Your task = Return the lines of the data below in which the string "ImgSize" occurs.

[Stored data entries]
══════════════════════════════

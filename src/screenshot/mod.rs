//! Screenshot descriptors
//!
//! Immutable records describing one stored item. Each descriptor is
//! content-addressed and its on-disk layout is derived from `created` and `id`:
//!
//! ```text
//! data/YYYY/MM/DD/YYYYMMDD-HHMMSS-<id>.jpg
//! data/YYYY/MM/DD/YYYYMMDD-HHMMSS-<id>.thumb.png
//! data/YYYY/MM/DD/YYYYMMDD-HHMMSS-<id>.json
//! data/YYYY/MM/DD.json
//! ```

pub mod codec;
pub mod id;

use crate::types::{Custom, ImgSize, ImportInfo, MediaType, ScreenshotId};
use chrono::{DateTime, Datelike, FixedOffset};
use serde::{Deserialize, Serialize};
use std::collections::BTreeSet;
use std::path::PathBuf;

/// Name of the directory holding all shards below a repository root
pub const DATA_DIR: &str = "data";

/// Descriptor of one stored screenshot or video clip
#[derive(Debug, Clone, PartialEq, Serialize, Deserialize)]
#[serde(rename_all = "camelCase")]
pub struct Screenshot {
    pub id: ScreenshotId,
    pub created: DateTime<FixedOffset>,
    pub bytes: u64,
    pub size: ImgSize,
    #[serde(default)]
    pub media_type: MediaType,
    #[serde(default)]
    pub tags: BTreeSet<String>,
    #[serde(default)]
    pub custom: Custom,
    pub import_info: ImportInfo,
}

impl Screenshot {
    /// Calendar year of `created`, in the timestamp's own offset
    pub fn year(&self) -> i32 {
        self.created.year()
    }

    /// Copy with `tag` added; unchanged if already present
    pub fn with_tag(&self, tag: impl Into<String>) -> Self {
        let mut next = self.clone();
        next.tags.insert(tag.into());
        next
    }

    /// Copy with `tag` removed
    pub fn without_tag(&self, tag: &str) -> Self {
        let mut next = self.clone();
        next.tags.remove(tag);
        next
    }

    /// Copy with the tag set replaced
    pub fn with_tags<I, S>(&self, tags: I) -> Self
    where
        I: IntoIterator<Item = S>,
        S: Into<String>,
    {
        let mut next = self.clone();
        next.tags = tags.into_iter().map(Into::into).collect();
        next
    }

    /// Day shard relative to the repository root: `data/YYYY/MM/DD`
    pub fn rel_dir(&self) -> PathBuf {
        let c = &self.created;
        PathBuf::from(DATA_DIR)
            .join(format!("{:04}", c.year()))
            .join(format!("{:02}", c.month()))
            .join(format!("{:02}", c.day()))
    }

    /// Filename stem: `YYYYMMDD-HHMMSS-<id>`
    pub fn file_stem(&self) -> String {
        format!("{}-{}", self.created.format("%Y%m%d-%H%M%S"), self.id)
    }

    /// Full-resolution file (always `.jpg`, whatever the container)
    pub fn rel_path_full_res(&self) -> PathBuf {
        self.rel_dir().join(format!("{}.jpg", self.file_stem()))
    }

    pub fn rel_path_thumb(&self) -> PathBuf {
        self.rel_dir().join(format!("{}.thumb.png", self.file_stem()))
    }

    /// Metadata sidecar
    pub fn rel_path_meta(&self) -> PathBuf {
        self.rel_dir().join(format!("{}.json", self.file_stem()))
    }

    /// Day aggregate cache, a sibling of the day directory: `data/YYYY/MM/DD.json`
    pub fn rel_path_day_cache(&self) -> PathBuf {
        self.rel_dir().with_extension("json")
    }
}
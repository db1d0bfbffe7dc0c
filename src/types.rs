//! Value types shared by descriptors, the repository and the filter.

use serde::{Deserialize, Serialize};
use serde_json::Value;

/// Screenshot identifier: lowercase hex SHA-1 of the stored bytes
pub type ScreenshotId = String;

/// Pixel dimensions of a stored item
#[derive(Debug, Clone, Copy, PartialEq, Eq, Hash, Serialize, Deserialize)]
pub struct ImgSize {
    pub x: i32,
    pub y: i32,
}

impl ImgSize {
    pub const UNKNOWN: ImgSize = ImgSize { x: -1, y: -1 };

    pub fn new(x: i32, y: i32) -> Self {
        Self { x, y }
    }

    pub fn is_unknown(&self) -> bool {
        *self == Self::UNKNOWN
    }
}

/// Kind of media held by a descriptor
#[derive(Debug, Clone, Copy, PartialEq, Eq, Hash, Default, Serialize, Deserialize)]
pub enum MediaType {
    Image,
    Video,
    #[default]
    Unknown,
}

/// Provenance captured once at import time
#[derive(Debug, Clone, PartialEq, Eq, Hash, Serialize, Deserialize)]
#[serde(rename_all = "camelCase")]
pub struct ImportInfo {
    #[serde(default)]
    pub username: String,
    #[serde(default)]
    pub hostname: String,
    #[serde(default)]
    pub process: String,
    #[serde(default)]
    pub os_version: String,
    /// Older repositories wrote this field as `clrVersion`
    #[serde(default, alias = "clrVersion")]
    pub runtime_version: String,
    #[serde(default)]
    pub original_file_name: Option<String>,
}

impl ImportInfo {
    /// Capture provenance of the current process
    ///
    /// The hostname comes from `HOSTNAME`, then `COMPUTERNAME`, then
    /// `/etc/hostname`. Hosts with none of these (macOS shells usually do not
    /// export `HOSTNAME`) record an empty hostname, which indexes like any
    /// other value.
    pub fn current() -> Self {
        let username = std::env::var("USER")
            .or_else(|_| std::env::var("USERNAME"))
            .unwrap_or_default();

        let hostname = std::env::var("HOSTNAME")
            .or_else(|_| std::env::var("COMPUTERNAME"))
            .ok()
            .or_else(|| {
                std::fs::read_to_string("/etc/hostname")
                    .ok()
                    .map(|s| s.trim().to_string())
            })
            .unwrap_or_default();

        let process = std::env::current_exe()
            .ok()
            .and_then(|p| p.file_name().map(|n| n.to_string_lossy().into_owned()))
            .unwrap_or_default();

        Self {
            username,
            hostname,
            process,
            os_version: format!("{} {}", std::env::consts::OS, std::env::consts::ARCH),
            runtime_version: format!("{} {}", env!("CARGO_PKG_NAME"), env!("CARGO_PKG_VERSION")),
            original_file_name: None,
        }
    }

    pub fn with_original_file_name(mut self, name: impl Into<String>) -> Self {
        self.original_file_name = Some(name.into());
        self
    }
}

/// One caller-defined metadata pair
#[derive(Debug, Clone, PartialEq, Serialize, Deserialize)]
pub struct CustomEntry {
    pub key: String,
    pub value: Value,
}

/// Ordered, open-ended caller metadata
#[derive(Debug, Clone, PartialEq, Default, Serialize, Deserialize)]
pub struct Custom {
    #[serde(default)]
    pub entries: Vec<CustomEntry>,
}

impl Custom {
    pub fn new() -> Self {
        Self::default()
    }

    /// Append an entry, keeping existing ones (keys may repeat)
    pub fn with(mut self, key: impl Into<String>, value: impl Into<Value>) -> Self {
        self.entries.push(CustomEntry {
            key: key.into(),
            value: value.into(),
        });
        self
    }

    /// First value stored under `key`
    pub fn get(&self, key: &str) -> Option<&Value> {
        self.entries.iter().find(|e| e.key == key).map(|e| &e.value)
    }

    pub fn len(&self) -> usize {
        self.entries.len()
    }

    pub fn is_empty(&self) -> bool {
        self.entries.is_empty()
    }
}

══════════════════════════════

Result =
use crate::types::{Custom, ImgSize, ImportInfo, MediaType, ScreenshotId};
    pub size: ImgSize,
pub struct ImgSize {
impl ImgSize {
    pub const UNKNOWN: ImgSize = ImgSize { x: -1, y: -1 };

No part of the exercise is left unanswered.